§ **Task goal**
Produce an exact transcript of all the records.
———
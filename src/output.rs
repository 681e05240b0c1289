//! Terminal output for query results

use crate::server::protocol::StatusResponse;
use std::io::{self, Write};
use std::path::PathBuf;
use termcolor::{Color, ColorChoice, ColorSpec, StandardStream, WriteColor};

fn stdout(color: bool) -> StandardStream {
    StandardStream::stdout(if color {
        ColorChoice::Auto
    } else {
        ColorChoice::Never
    })
}

/// One document path per line
pub fn print_paths(paths: &[PathBuf], color: bool) -> io::Result<()> {
    let mut out = stdout(color);
    for path in paths {
        out.set_color(ColorSpec::new().set_fg(Some(Color::Magenta)))?;
        writeln!(out, "{}", path.display())?;
        out.reset()?;
    }
    Ok(())
}

/// One vocabulary term per line
pub fn print_terms(terms: &[String], color: bool) -> io::Result<()> {
    let mut out = stdout(color);
    for term in terms {
        out.set_color(ColorSpec::new().set_fg(Some(Color::Green)).set_bold(true))?;
        writeln!(out, "{}", term)?;
        out.reset()?;
    }
    Ok(())
}

fn field(out: &mut StandardStream, name: &str, value: impl std::fmt::Display) -> io::Result<()> {
    out.set_color(ColorSpec::new().set_fg(Some(Color::Cyan)))?;
    write!(out, "  {:<16}", name)?;
    out.reset()?;
    writeln!(out, "{}", value)
}

pub fn print_status(status: &StatusResponse, color: bool) -> io::Result<()> {
    let mut out = stdout(color);
    writeln!(out, "minidex server status:")?;
    field(&mut out, "Root", status.root_path.display())?;
    field(&mut out, "Uptime", format_args!("{}s", status.uptime_secs))?;
    field(&mut out, "Queries served", status.queries_served)?;
    field(&mut out, "Documents", status.stats.documents)?;
    field(&mut out, "Terms", status.stats.terms)?;
    field(&mut out, "Word pairs", status.stats.pairs)?;
    field(&mut out, "Trigrams", status.stats.trigrams)?;
    field(&mut out, "Pending events", status.stats.pending_events)?;
    Ok(())
}

/// Trailing "N results" line on stderr so stdout stays pipeable
pub fn print_summary(count: usize, noun: &str, duration_ms: f64) {
    let plural = if count == 1 { "" } else { "s" };
    eprintln!("{} {}{} ({:.2}ms)", count, noun, plural, duration_ms);
}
———
§ **Your response**
filename src/output.rs
repository 681e05240b0c1289
//! Terminal output for query results

use crate::server::protocol::StatusResponse;
use std::io::{self, Write};
use std::path::PathBuf;
use termcolor::{Color, ColorChoice, ColorSpec, StandardStream, WriteColor};

fn stdout(color: bool) -> StandardStream {
    StandardStream::stdout(if color {
        ColorChoice::Auto
    } else {
        ColorChoice::Never
    })
}

/// One document path per line
pub fn print_paths(paths: &[PathBuf], color: bool) -> io::Result<()> {
    let mut out = stdout(color);
    for path in paths {
        out.set_color(ColorSpec::new().set_fg(Some(Color::Magenta)))?;
        writeln!(out, "{}", path.display())?;
        out.reset()?;
    }
    Ok(())
}

/// One vocabulary term per line
pub fn print_terms(terms: &[String], color: bool) -> io::Result<()> {
    let mut out = stdout(color);
    for term in terms {
        out.set_color(ColorSpec::new().set_fg(Some(Color::Green)).set_bold(true))?;
        writeln!(out, "{}", term)?;
        out.reset()?;
    }
    Ok(())
}

fn field(out: &mut StandardStream, name: &str, value: impl std::fmt::Display) -> io::Result<()> {
    out.set_color(ColorSpec::new().set_fg(Some(Color::Cyan)))?;
    write!(out, "  {:<16}", name)?;
    out.reset()?;
    writeln!(out, "{}", value)
}

pub fn print_status(status: &StatusResponse, color: bool) -> io::Result<()> {
    let mut out = stdout(color);
    writeln!(out, "minidex server status:")?;
    field(&mut out, "Root", status.root_path.display())?;
    field(&mut out, "Uptime", format_args!("{}s", status.uptime_secs))?;
    field(&mut out, "Queries served", status.queries_served)?;
    field(&mut out, "Documents", status.stats.documents)?;
    field(&mut out, "Terms", status.stats.terms)?;
    field(&mut out, "Word pairs", status.stats.pairs)?;
    field(&mut out, "Trigrams", status.stats.trigrams)?;
    field(&mut out, "Pending events", status.stats.pending_events)?;
    Ok(())
}

/// Trailing "N results" line on stderr so stdout stays pipeable
pub fn print_summary(count: usize, noun: &str, duration_ms: f64) {
    let plural = if count == 1 { "" } else { "s" };
    eprintln!("{} {}{} ({:.2}ms)", count, noun, plural, duration_ms);
}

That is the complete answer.